Grupos
Era tan joven la muerte (V)
Hay americanos que se horrorizan de que en sus museos populares la pieza más antigua sea el conserje
Aunque las cosas no ocurren como en el cine de Capra, lo cierto es que todavía persiste en la vida americana una genérica ingenuidad colectiva que sorprende al forastero. Si alguien prospera, a nadie le molesta reconocerle su valía o su esfuerzo, y si fracasa, no le negarán su apoyo pero tampoco se ahorrarán los correspondientes reproches. Tu vida es cosa tuya, igual que tus fracasos, pero no les gusta que, si se trata de una negligencia o de un capricho, tu soberbia y tu independencia, además de un disgusto, les cuesten dinero. Por eso los norteamericanos que conozco entienden mal la gratuita inutilidad de los esfuerzos europeos. Entre las clases acomodadas de las grandes ciudades y en los ambientes intelectuales es evidente la fascinación que sobre ellos ejerce Europa, aunque se trata de una devoción curiosa más que de una verdadera tentación.
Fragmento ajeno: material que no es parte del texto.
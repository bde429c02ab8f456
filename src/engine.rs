//! # Resolution Engine Module
//!
//! Il cuore del sistema: per ogni coppia (sorgente, tier) decide se serve
//! il resize geometrico, seleziona il budget di filesize dal catalogo ed
//! esegue la ricerca bounded sulla qualità di compressione.
//!
//! ## Responsabilità:
//! - Guard sul contratto del chiamante (tier oltre il catalogo = panic)
//! - Probe delle dimensioni sorgente via `Transcoder`
//! - Cheap-skip per sorgenti già aggressivamente piccole
//! - Ricerca di qualità discendente (base -> floor, passo fisso)
//! - Confronto finale artefatto vs sorgente (direct copy se non conviene)
//!
//! ## State machine:
//! ```text
//! Init -> SourceRead{ok|fail} -> [cheap-skip?] -> QualitySearch(loop)
//!      -> FinalCompare -> {Success | DirectCopy}
//! ```
//! `SourceUnreadable`, `TranscodeFailed` e `OutputMissing` sono early-exit
//! terminali raggiungibili solo dai rispettivi step. L'engine è stateless
//! tra le chiamate: tutti i tunable arrivano dalla `Config` immutabile.

use crate::config::Config;
use crate::error::ResizeError;
use crate::transcode::{ResizeBound, TranscodeSpec, Transcoder};
use crate::utils::format_size;
use std::path::{Path, PathBuf};
use tracing::{debug, info};

/// One conversion job: a source image and the tier to produce from it.
///
/// Constructed fresh per call and discarded once the outcome is produced.
/// `target_max_dimension` must never exceed the catalog's largest tier;
/// violating that is a caller bug and fails loudly in [`ResizeEngine::resolve`].
#[derive(Debug, Clone)]
pub struct ResizeRequest {
    pub source: PathBuf,
    pub dest: PathBuf,
    pub target_max_dimension: u32,
}

/// Closed set of terminal outcomes for one (source, tier) pair.
///
/// `DirectCopy` is not an error: it signals that compression offered no
/// benefit and the caller should deliver the original bytes instead.
#[derive(Debug, Clone, Copy, PartialEq, Eq)]
pub enum ResizeOutcome {
    /// Artifact written at the destination path, within budget and smaller
    /// than the source
    Success,
    /// Source could not be opened or its dimensions read
    SourceUnreadable,
    /// The external encoder reported a non-zero exit status
    TranscodeFailed,
    /// The encoder reported success but produced no output file
    OutputMissing,
    /// Compression not beneficial; caller must copy the source verbatim
    DirectCopy,
}

/// Per-(source, tier) decision procedure over an injected [`Transcoder`].
pub struct ResizeEngine<T: Transcoder> {
    config: Config,
    transcoder: T,
}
Les atrae sobre todo el abolengo de las familias, el rancio deje aristocrático de la nobleza venida a menos y esa sensación bastante turística de que hay una Europa serena y albigense que produce pensamientos, y otra, sureña y hormonal, cuya mayor conquista intelectual es el quebradero de cabeza. Conozco a muchos americanos que, como la corista Terry Shelton, tienen cierto complejo de pertenecer a un país con poco poso histórico y se horrorizan de que en sus museos populares la pieza más antigua sea el conserje. Ellos inventaron el teléfono y la luz eléctrica, pero son incapaces de crear algo inútil que al mismo tiempo resulte insustituible, por ejemplo, el descanso, la siesta, la indolencia. Desconocen el placer del almuerzo y la sobremesa dura aquí el tiempo que tardan los comensales en arrepentirse de haberse sentado a comer en un país en el que incluso está mal visto morir en cama. Que coman constantemente y en cualquier lugar no se debe al apetito, sino a la ansiedad, de modo que, paradójicamente, engordan por exceso de ajetreo. Durante un paseo de madrugada me dijo Ernie Loquasto: «Fíjate en sus basuras y en las nuestras, hijo. Sus desperdicios no huelen, ni manchan. Nuestras basuras están siempre llenas de perros; en las basuras de los norteamericanos, muchacho, sólo tiene algo de sangre el periódico de ayer». Ernie tenía razón. Yo creo que esos perros sin hocico de las buenas familias de Manhattan aprenden a ladrar por catálogo.